E quattro mesi prima, mentre i tecnici si professavano indefessi aperturisti, i contagi giornalieri in Italia sfioravano i 40 mila. Mentre due settimane fa, quando il comitato suggerisce la serrata, i nuovi casi non arrivano a 20 mila. Dunque, cos’è cambiato? Certo, ora c’è l’insidiosissima variante inglese. Ma è diverso anche il contesto, probabilmente. In autunno, infranto ogni record europeo di lontananza dalle classi, bisognava tifare per l’apertura. Adesso, dopo qualche mese di frequenza in classe, forse ci si può premettere di richiudere a doppia mandata. Se così fosse, non ci sarebbe però nulla di scientifico. O meglio, lo sarebbero solo gli inscusabili ritardi: vaccinazioni agli insegnanti ancora in corso, trasporti mai potenziati, didattica da casa alla garibaldina.

In compenso, abbiamo i banchi a rotelle. Proprio quelli «fortemente consigliati» dal comitato, ha sempre giurato l’ex ministra dell’Istruzione, Lucia Azzolina, indiscussa artefice dell’arrivo delle sedute mobili. Impresa in cui è stato coinvolto, onore al merito, un altro illustre ex: Domenico Arcuri, già commissario all’emergenza coronavirus.

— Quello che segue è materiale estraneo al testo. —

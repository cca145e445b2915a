//! Token lifecycle manager
//!
//! The single authority for producing a currently valid access token for a
//! user:
//! - Authorization URL construction and code exchange
//! - Proactive refresh inside a configurable skew (default 5 min)
//! - At most one in-flight refresh per user
//! - Bounded timeout on every gateway call
//!
//! # Refresh gate
//!
//! Each user has a `tokio::sync::Mutex` held across re-check, remote refresh
//! and store update. Callers that queued behind a refresh re-read the store
//! once they get the gate: if the leader succeeded they return its token, if
//! it failed they receive the same error instead of replaying the refresh
//! token. Callers that arrive after a failure start a new attempt.
//!
//! `authorize_user` and `sign_out` write through the same gate, so a refresh
//! in flight can never resurrect or overwrite what they stored. A gate is
//! dropped from the map once no caller holds it.

use std::sync::Arc;
use std::time::Duration;

use async_trait::async_trait;
use chrono::Utc;
use dashmap::DashMap;
use tokio::sync::Mutex;
use tokio::time::Instant;
use tracing::{debug, info, warn};

use super::error::AuthError;
use super::traits::{AccessTokenProvider, CredentialSource, TokenEndpoint, TokenStore};
use super::types::{ClientCredentials, TokenRecord};

/// Refresh this long before expiry by default
pub const DEFAULT_REFRESH_SKEW: Duration = Duration::from_secs(300);

/// Upper bound for a single exchange or refresh call
pub const DEFAULT_REMOTE_TIMEOUT: Duration = Duration::from_secs(30);

/// Lifecycle tuning
#[derive(Debug, Clone, Copy, PartialEq, Eq)]
pub struct TokenManagerConfig {
    /// Refresh once fewer than this many seconds of lifetime remain
    pub refresh_skew: Duration,
    /// Upper bound for each exchange or refresh call
    pub remote_timeout: Duration,
}

impl Default for TokenManagerConfig {
    fn default() -> Self {
        Self { refresh_skew: DEFAULT_REFRESH_SKEW, remote_timeout: DEFAULT_REMOTE_TIMEOUT }
    }
}

#[derive(Debug)]
struct RefreshFailure {
    at: Instant,
    error: AuthError,
}

/// Per-user refresh state guarded by the gate mutex
#[derive(Debug, Default)]
struct RefreshGate {
    last_failure: Option<RefreshFailure>,
}

/// Orchestrates exchange, storage and refresh of per-user tokens
pub struct TokenLifecycleManager<E, S, C>
where
    E: TokenEndpoint + ?Sized,
    S: TokenStore + ?Sized,
    C: CredentialSource + ?Sized,
{
    endpoint: Arc<E>,
    store: Arc<S>,
    credentials: Arc<C>,
    gates: DashMap<String, Arc<Mutex<RefreshGate>>>,
    refresh_skew: chrono::Duration,
    remote_timeout: Duration,
}

impl<E, S, C> TokenLifecycleManager<E, S, C>
where
    E: TokenEndpoint + ?Sized,
    S: TokenStore + ?Sized,
    C: CredentialSource + ?Sized,
{
    /// Create a manager with the default 5 minute skew and 30 second timeout
    #[must_use]
    pub fn new(endpoint: Arc<E>, store: Arc<S>, credentials: Arc<C>) -> Self {
        Self::with_config(endpoint, store, credentials, TokenManagerConfig::default())
    }

    /// Create a manager with explicit tuning
    ///
    /// A skew too large for the clock is clamped to the maximum, which makes
    /// every stored token count as stale.
    #[must_use]
    pub fn with_config(
        endpoint: Arc<E>,
        store: Arc<S>,
        credentials: Arc<C>,
        config: TokenManagerConfig,
    ) -> Self {
        let refresh_skew = chrono::Duration::from_std(config.refresh_skew).unwrap_or_else(|_| {
            warn!(
                refresh_skew_seconds = config.refresh_skew.as_secs(),
                "refresh skew out of range; every token will be refreshed on use"
            );
            chrono::Duration::MAX
        });

        Self {
            endpoint,
            store,
            credentials,
            gates: DashMap::new(),
            refresh_skew,
            remote_timeout: config.remote_timeout,
        }
    }

    /// Backing token store
    #[must_use]
    pub fn store(&self) -> &Arc<S> {
        &self.store
    }

    /// Current application credentials, read from the source on each call
    ///
    /// # Errors
    /// Returns `AuthError::Config` if credentials are missing.
    pub fn client_credentials(&self) -> Result<ClientCredentials, AuthError> {
        self.credentials.client_credentials()
    }

    /// URL the user is sent to in order to grant access
    #[must_use]
    pub fn build_authorization_url(
        &self,
        client_id: &str,
        redirect_uri: &str,
        state: &str,
        code_challenge: &str,
    ) -> String {
        self.endpoint.authorization_url(client_id, redirect_uri, state, code_challenge)
    }

    /// Exchange an authorization code for a token record
    ///
    /// The record is stamped with the local time at which the response was
    /// accepted. Nothing is persisted.
    ///
    /// # Errors
    /// - `AuthError::Remote` on non-success status, empty body or timeout
    /// - `AuthError::Decode` when the body cannot be parsed
    /// - `AuthError::Unauthorized` when the response carries no access token
    pub async fn exchange_code_for_token(
        &self,
        credentials: &ClientCredentials,
        code: &str,
        redirect_uri: &str,
        code_verifier: &str,
    ) -> Result<TokenRecord, AuthError> {
        let response = self
            .bounded(self.endpoint.exchange_code(credentials, code, redirect_uri, code_verifier))
            .await?;
        TokenRecord::from_response(response, Utc::now())
    }

    /// Mint a new token record from a refresh token. Nothing is persisted.
    ///
    /// # Errors
    /// Same as [`Self::exchange_code_for_token`].
    pub async fn refresh_access_token(
        &self,
        credentials: &ClientCredentials,
        refresh_token: &str,
    ) -> Result<TokenRecord, AuthError> {
        let response = self.bounded(self.endpoint.refresh(credentials, refresh_token)).await?;
        TokenRecord::from_response(response, Utc::now())
    }

    /// Exchange a code with the configured credentials and store the result
    /// for `user_id`
    ///
    /// # Errors
    /// `AuthError::Config` if credentials are missing, otherwise as
    /// [`Self::exchange_code_for_token`] plus store failures.
    pub async fn authorize_user(
        &self,
        user_id: &str,
        code: &str,
        redirect_uri: &str,
        code_verifier: &str,
    ) -> Result<TokenRecord, AuthError> {
        let credentials = self.credentials.client_credentials()?;
        let record =
            self.exchange_code_for_token(&credentials, code, redirect_uri, code_verifier).await?;

        let gate = self.gate(user_id);
        let stored = {
            let mut guard = gate.lock().await;
            guard.last_failure = None;
            self.store.put(user_id, record.clone()).await
        };
        self.release_gate(user_id, gate);
        stored?;

        info!(user_id = %user_id, expires_in = record.expires_in, "user authorized");
        Ok(record)
    }

    /// Return a currently valid access token for `user_id`, refreshing it
    /// first when it is inside the skew window
    ///
    /// # Errors
    /// - `AuthError::Unauthorized` when no usable token material is stored
    /// - `AuthError::Config` when a refresh is needed but credentials are
    ///   missing
    /// - any refresh failure, unchanged; the stale token is never returned
    pub async fn get_valid_access_token(&self, user_id: &str) -> Result<String, AuthError> {
        let record = self.load_usable(user_id).await?;

        if record.is_fresh(Utc::now(), self.refresh_skew) {
            debug!(user_id = %user_id, "using cached access token");
            return Ok(record.access_token);
        }

        self.refresh_for_user(user_id).await
    }

    /// Forget everything stored for `user_id`
    ///
    /// Waits for a refresh in flight for the same user to finish first.
    ///
    /// # Errors
    /// Returns store failures.
    pub async fn sign_out(&self, user_id: &str) -> Result<(), AuthError> {
        let gate = self.gate(user_id);
        let removed = {
            let mut guard = gate.lock().await;
            guard.last_failure = None;
            self.store.remove(user_id).await
        };
        self.release_gate(user_id, gate);
        removed?;

        info!(user_id = %user_id, "user tokens removed");
        Ok(())
    }

    async fn refresh_for_user(&self, user_id: &str) -> Result<String, AuthError> {
        let waiting_since = Instant::now();
        let gate = self.gate(user_id);
        let result = {
            let mut guard = gate.lock().await;
            self.refresh_under_gate(user_id, &mut guard, waiting_since).await
        };
        self.release_gate(user_id, gate);
        result
    }

    async fn refresh_under_gate(
        &self,
        user_id: &str,
        gate: &mut RefreshGate,
        waiting_since: Instant,
    ) -> Result<String, AuthError> {
        // Another caller may have refreshed while we waited.
        let record = self.load_usable(user_id).await?;
        if record.is_fresh(Utc::now(), self.refresh_skew) {
            debug!(user_id = %user_id, "token refreshed by a concurrent caller");
            return Ok(record.access_token);
        }

        if let Some(failure) = &gate.last_failure {
            if failure.at >= waiting_since {
                debug!(user_id = %user_id, "sharing concurrent refresh failure");
                return Err(failure.error.clone());
            }
        }

        match self.refresh_and_store(user_id, &record).await {
            Ok(refreshed) => {
                gate.last_failure = None;
                Ok(refreshed.access_token)
            }
            Err(error) => {
                warn!(user_id = %user_id, error = %error, "token refresh failed");
                gate.last_failure = Some(RefreshFailure { at: Instant::now(), error: error.clone() });
                Err(error)
            }
        }
    }

    async fn refresh_and_store(
        &self,
        user_id: &str,
        current: &TokenRecord,
    ) -> Result<TokenRecord, AuthError> {
        let credentials = self.credentials.client_credentials()?;
        let refresh_token = current
            .usable_refresh_token()
            .ok_or_else(|| AuthError::unauthorized("refresh token missing"))?;

        debug!(user_id = %user_id, "refreshing access token");
        let refreshed = self
            .refresh_access_token(&credentials, refresh_token)
            .await?
            .carry_forward(current);

        self.store.put(user_id, refreshed.clone()).await?;
        info!(user_id = %user_id, expires_in = refreshed.expires_in, "access token refreshed");
        Ok(refreshed)
    }

    async fn load_usable(&self, user_id: &str) -> Result<TokenRecord, AuthError> {
        let record = self
            .store
            .get(user_id)
            .await?
            .ok_or_else(|| AuthError::unauthorized("no tokens for user"))?;

        if record.usable_refresh_token().is_none() {
            return Err(AuthError::unauthorized("refresh token missing"));
        }
        if record.access_token.is_empty() {
            return Err(AuthError::unauthorized("access token missing"));
        }
        Ok(record)
    }

    fn gate(&self, user_id: &str) -> Arc<Mutex<RefreshGate>> {
        self.gates.entry(user_id.to_string()).or_default().value().clone()
    }

    /// Drop the caller's handle and forget the gate if nobody else holds it.
    ///
    /// Waiters keep their own handle, so a shared failure stays visible to
    /// them; the map shard lock serialises this against `gate`.
    fn release_gate(&self, user_id: &str, gate: Arc<Mutex<RefreshGate>>) {
        drop(gate);
        self.gates.remove_if(user_id, |_, gate| Arc::strong_count(gate) == 1);
    }

    async fn bounded<T>(
        &self,
        call: impl std::future::Future<Output = Result<T, AuthError>>,
    ) -> Result<T, AuthError> {
        tokio::time::timeout(self.remote_timeout, call).await.map_err(|_| AuthError::Remote {
            status: None,
            body: format!("gateway call timed out after {:?}", self.remote_timeout),
        })?
    }
}

#[async_trait]
impl<E, S, C> AccessTokenProvider for TokenLifecycleManager<E, S, C>
where
    E: TokenEndpoint + ?Sized,
    S: TokenStore + ?Sized,
    C: CredentialSource + ?Sized,
{
    async fn access_token(&self, user_id: &str) -> Result<String, AuthError> {
        self.get_valid_access_token(user_id).await
    }
}

impl<E, S, C> std::fmt::Debug for TokenLifecycleManager<E, S, C>
where
    E: TokenEndpoint + ?Sized,
    S: TokenStore + ?Sized,
    C: CredentialSource + ?Sized,
{
    fn fmt(&self, f: &mut std::fmt::Formatter<'_>) -> std::fmt::Result {
        f.debug_struct("TokenLifecycleManager")
            .field("refresh_skew_seconds", &self.refresh_skew.num_seconds())
            .field("remote_timeout", &self.remote_timeout)
            .field("tracked_users", &self.gates.len())
            .finish_non_exhaustive()
    }
}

Il deposto Mimmo ha invece imputato ai tecnici, nel maggio 2020, per i ritardi nei pareri sulle chirurgiche. Mentre sono più recenti le accuse di aver autorizzato l’uso di milioni di mascherine non a norma. Del resto, era il Cts a dover dare il nullaosta. Si scopre leggendo i verbali delle riunioni, pubblicati dopo un’estenuante lotta di carte bollate. Ma, in quei resoconti, restano una selva di omissis. E vengono resi noti con 45 giorni di ritardo, come fa notare un articolo di Nature.

L’acclamata rivista scientifica sottolinea che tra i 24 esperti, in maggioranza burocrati, «non c’è neanche un virologo». Segue una lista di errori. Per esempio, l’iniziale sottovalutazione dei test agli asintomatici. Oppure l’esclusione dei centri italiani di ricerca biotecnologica e clinica: «Proponevano un piano per potenziare le capacità diagnostiche, sfruttando il potenziale di centri di ricerca universitari e offrendo laboratori e personale senza costi aggiuntivi». Invece, tutto è finito in mano alle Regioni. Ben presto accusate di inefficienza e discrezionalità.

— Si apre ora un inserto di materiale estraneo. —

//! SQLite-backed token store.
//!
//! Implements the `TokenStore` trait for durable per-user token records.
//! All database operations run in `spawn_blocking` to avoid blocking the
//! async runtime.

use std::path::Path;
use std::sync::Arc;

use async_trait::async_trait;
use chrono::{DateTime, Utc};
use mpauth_common::auth::{AuthError, TokenRecord, TokenStore};
use mpauth_domain::{GatewayError, Result as DomainResult};
use rusqlite::{params, Connection, OptionalExtension};
use tokio::task;

use super::pool::{create_pool, SqlitePool, SqlitePoolConfig};
use crate::errors::{map_join_error, InfraError};

const SCHEMA: &str = "
CREATE TABLE IF NOT EXISTS oauth_tokens (
    user_id        TEXT PRIMARY KEY NOT NULL,
    access_token   TEXT NOT NULL,
    refresh_token  TEXT,
    token_type     TEXT NOT NULL,
    expires_in     INTEGER NOT NULL,
    scope          TEXT,
    remote_user_id INTEGER,
    obtained_at_ms INTEGER NOT NULL,
    updated_at     INTEGER NOT NULL
);
";

/// Durable token store.
///
/// One row per user; `put` upserts so a refresh replaces the previous pair
/// in a single statement.
#[derive(Debug, Clone)]
pub struct SqliteTokenStore {
    pool: Arc<SqlitePool>,
}

impl SqliteTokenStore {
    /// Open the store at `path` with default pool settings, creating the
    /// schema if needed.
    pub fn open(path: impl AsRef<Path>) -> DomainResult<Self> {
        Self::open_with_config(path, &SqlitePoolConfig::default())
    }

    /// Open with explicit pool settings
    pub fn open_with_config(
        path: impl AsRef<Path>,
        config: &SqlitePoolConfig,
    ) -> DomainResult<Self> {
        let pool = create_pool(path.as_ref(), config)?;
        {
            let conn = pool.get().map_err(InfraError::from)?;
            conn.execute_batch(SCHEMA).map_err(InfraError::from)?;
        }
        Ok(Self { pool: Arc::new(pool) })
    }

    /// Load the record for `user_id`, if any.
    pub async fn load(&self, user_id: &str) -> DomainResult<Option<TokenRecord>> {
        let pool = Arc::clone(&self.pool);
        let user_id = user_id.to_string();

        task::spawn_blocking(move || -> DomainResult<Option<TokenRecord>> {
            let conn = pool.get().map_err(InfraError::from)?;
            query_record(&conn, &user_id)
        })
        .await
        .map_err(map_join_error)?
    }

    /// Insert or replace the record for `user_id`.
    pub async fn save(&self, user_id: &str, record: TokenRecord) -> DomainResult<()> {
        let pool = Arc::clone(&self.pool);
        let user_id = user_id.to_string();

        task::spawn_blocking(move || -> DomainResult<()> {
            let conn = pool.get().map_err(InfraError::from)?;
            upsert_record(&conn, &user_id, &record)
        })
        .await
        .map_err(map_join_error)?
    }

    /// Delete the record for `user_id`. Returns whether a row existed.
    pub async fn delete(&self, user_id: &str) -> DomainResult<bool> {
        let pool = Arc::clone(&self.pool);
        let user_id = user_id.to_string();

        task::spawn_blocking(move || -> DomainResult<bool> {
            let conn = pool.get().map_err(InfraError::from)?;
            let removed = conn
                .execute("DELETE FROM oauth_tokens WHERE user_id = ?1", params![user_id])
                .map_err(InfraError::from)?;
            Ok(removed > 0)
        })
        .await
        .map_err(map_join_error)?
    }

    /// Number of users with a stored record.
    pub async fn count(&self) -> DomainResult<usize> {
        let pool = Arc::clone(&self.pool);

        task::spawn_blocking(move || -> DomainResult<usize> {
            let conn = pool.get().map_err(InfraError::from)?;
            let count: i64 = conn
                .query_row("SELECT COUNT(*) FROM oauth_tokens", [], |row| row.get(0))
                .map_err(InfraError::from)?;
            usize::try_from(count)
                .map_err(|_| GatewayError::Database(format!("invalid row count: {count}")))
        })
        .await
        .map_err(map_join_error)?
    }
}

fn storage_error(err: GatewayError) -> AuthError {
    AuthError::Storage(err.to_string())
}

#[async_trait]
impl TokenStore for SqliteTokenStore {
    async fn get(&self, user_id: &str) -> Result<Option<TokenRecord>, AuthError> {
        self.load(user_id).await.map_err(storage_error)
    }

    async fn put(&self, user_id: &str, record: TokenRecord) -> Result<(), AuthError> {
        self.save(user_id, record).await.map_err(storage_error)
    }

    async fn remove(&self, user_id: &str) -> Result<(), AuthError> {
        self.delete(user_id).await.map(|_| ()).map_err(storage_error)
    }
}

// ============================================================================
// Synchronous SQL Operations (called inside spawn_blocking)
// ============================================================================

struct TokenRow {
    access_token: String,
    refresh_token: Option<String>,
    token_type: String,
    expires_in: i64,
    scope: Option<String>,
    remote_user_id: Option<i64>,
    obtained_at_ms: i64,
}

impl TokenRow {
    fn into_record(self) -> DomainResult<TokenRecord> {
        let obtained_at =
            DateTime::<Utc>::from_timestamp_millis(self.obtained_at_ms).ok_or_else(|| {
                GatewayError::Database(format!(
                    "obtained_at out of range: {}",
                    self.obtained_at_ms
                ))
            })?;

        Ok(TokenRecord {
            access_token: self.access_token,
            refresh_token: self.refresh_token,
            token_type: self.token_type,
            expires_in: self.expires_in,
            scope: self.scope,
            remote_user_id: self.remote_user_id,
            obtained_at,
        })
    }
}

fn query_record(conn: &Connection, user_id: &str) -> DomainResult<Option<TokenRecord>> {
    let row = conn
        .query_row(
            "SELECT access_token, refresh_token, token_type, expires_in, scope,
                    remote_user_id, obtained_at_ms
             FROM oauth_tokens WHERE user_id = ?1",
            params![user_id],
            |row| {
                Ok(TokenRow {
                    access_token: row.get(0)?,
                    refresh_token: row.get(1)?,
                    token_type: row.get(2)?,
                    expires_in: row.get(3)?,
                    scope: row.get(4)?,
                    remote_user_id: row.get(5)?,
                    obtained_at_ms: row.get(6)?,
                })
            },
        )
        .optional()
        .map_err(InfraError::from)?;

    row.map(TokenRow::into_record).transpose()
}

fn upsert_record(conn: &Connection, user_id: &str, record: &TokenRecord) -> DomainResult<()> {
    let now = Utc::now().timestamp();

    conn.execute(
        "INSERT INTO oauth_tokens (
             user_id, access_token, refresh_token, token_type, expires_in, scope,
             remote_user_id, obtained_at_ms, updated_at
         ) VALUES (?1, ?2, ?3, ?4, ?5, ?6, ?7, ?8, ?9)
         ON CONFLICT(user_id) DO UPDATE SET
             access_token = excluded.access_token,
             refresh_token = excluded.refresh_token,
             token_type = excluded.token_type,
             expires_in = excluded.expires_in,
             scope = excluded.scope,
             remote_user_id = excluded.remote_user_id,
             obtained_at_ms = excluded.obtained_at_ms,
             updated_at = excluded.updated_at",
        params![
            user_id,
            record.access_token,
            record.refresh_token,
            record.token_type,
            record.expires_in,
            record.scope,
            record.remote_user_id,
            record.obtained_at.timestamp_millis(),
            now,
        ],
    )
    .map_err(InfraError::from)?;

    Ok(())
}
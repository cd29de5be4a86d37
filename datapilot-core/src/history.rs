use crate::error::PilotError;

pub const MAX_RECENT_QUERIES: usize = 5;
pub const MAX_QUERY_CHARS: usize = 30;

/// Shortens a question for display in the history list.
pub fn truncate_question(question: &str) -> String {
    if question.chars().count() > MAX_QUERY_CHARS {
        let head: String = question.chars().take(MAX_QUERY_CHARS).collect();
        format!("{}...", head)
    } else {
        question.to_string()
    }
}

/// Previously asked questions, most recent first. Duplicates are kept.
#[derive(Debug, Clone, Default, PartialEq, Eq)]
pub struct RecentQueries {
    entries: Vec<String>,
}

impl RecentQueries {
    /// Entries are taken verbatim; anything past the cap is dropped.
    pub fn from_entries(mut entries: Vec<String>) -> Self {
        entries.truncate(MAX_RECENT_QUERIES);
        Self { entries }
    }

    pub fn record(&mut self, question: &str) {
        self.entries.insert(0, truncate_question(question));
        self.entries.truncate(MAX_RECENT_QUERIES);
    }

    pub fn remove(&mut self, index: usize) -> Result<String, PilotError> {
        if index >= self.entries.len() {
            return Err(PilotError::OutOfRange {
                index,
                len: self.entries.len(),
            });
        }
        Ok(self.entries.remove(index))
    }

    pub fn entries(&self) -> &[String] {
        &self.entries
    }

    pub fn len(&self) -> usize {
        self.entries.len()
    }

    pub fn is_empty(&self) -> bool {
        self.entries.is_empty()
    }
}

#[cfg(test)]
mod tests {
    use super::*;

    #[test]
    fn long_questions_are_truncated_with_ellipsis() {
        let question = "What were the top ten regions by revenue last year?";

        let truncated = truncate_question(question);

        assert_eq!(truncated, "What were the top ten regions ...");
        assert_eq!(truncated.chars().count(), MAX_QUERY_CHARS + 3);
    }

    #[test]
    fn thirty_characters_fit_without_ellipsis() {
        let question = "a".repeat(MAX_QUERY_CHARS);
        assert_eq!(truncate_question(&question), question);
    }

    #[test]
    fn truncation_counts_characters_not_bytes() {
        let question = "é".repeat(31);
        assert_eq!(truncate_question(&question), format!("{}...", "é".repeat(30)));
    }

    #[test]
    fn record_keeps_five_most_recent_first() {
        let mut history = RecentQueries::default();
        for i in 0..7 {
            history.record(&format!("q{}", i));
        }

        assert_eq!(history.entries(), &["q6", "q5", "q4", "q3", "q2"]);
    }

    #[test]
    fn duplicates_are_allowed() {
        let mut history = RecentQueries::default();
        history.record("same");
        history.record("same");

        assert_eq!(history.len(), 2);
    }

    #[test]
    fn remove_rejects_bad_index() {
        let mut history = RecentQueries::from_entries(vec!["a".into()]);

        assert_eq!(
            history.remove(3),
            Err(PilotError::OutOfRange { index: 3, len: 1 })
        );
        assert_eq!(history.remove(0), Ok("a".to_string()));
        assert!(history.is_empty());
    }
}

Sarebbe però ingiusto tacciare i favolosi 24 di inerzia. Nell’ultimo anno si sono occupati di ogni aspetto dello scibile, con l’inevitabile rischio di dover tralasciare questioni ben più rilevanti. Pareri che negli altri Paesi, dalla Germania alla Gran Bretagna, vengono abitualmente affidati a sottocommissioni o consulenti, sono finiti al centro di estenuanti riunioni. Come i protocolli di sicurezza da adottare: per i cori in chiesa, la sagra del tartufo di Alba e l’assemblea nazionale della Federazione italiana bocce…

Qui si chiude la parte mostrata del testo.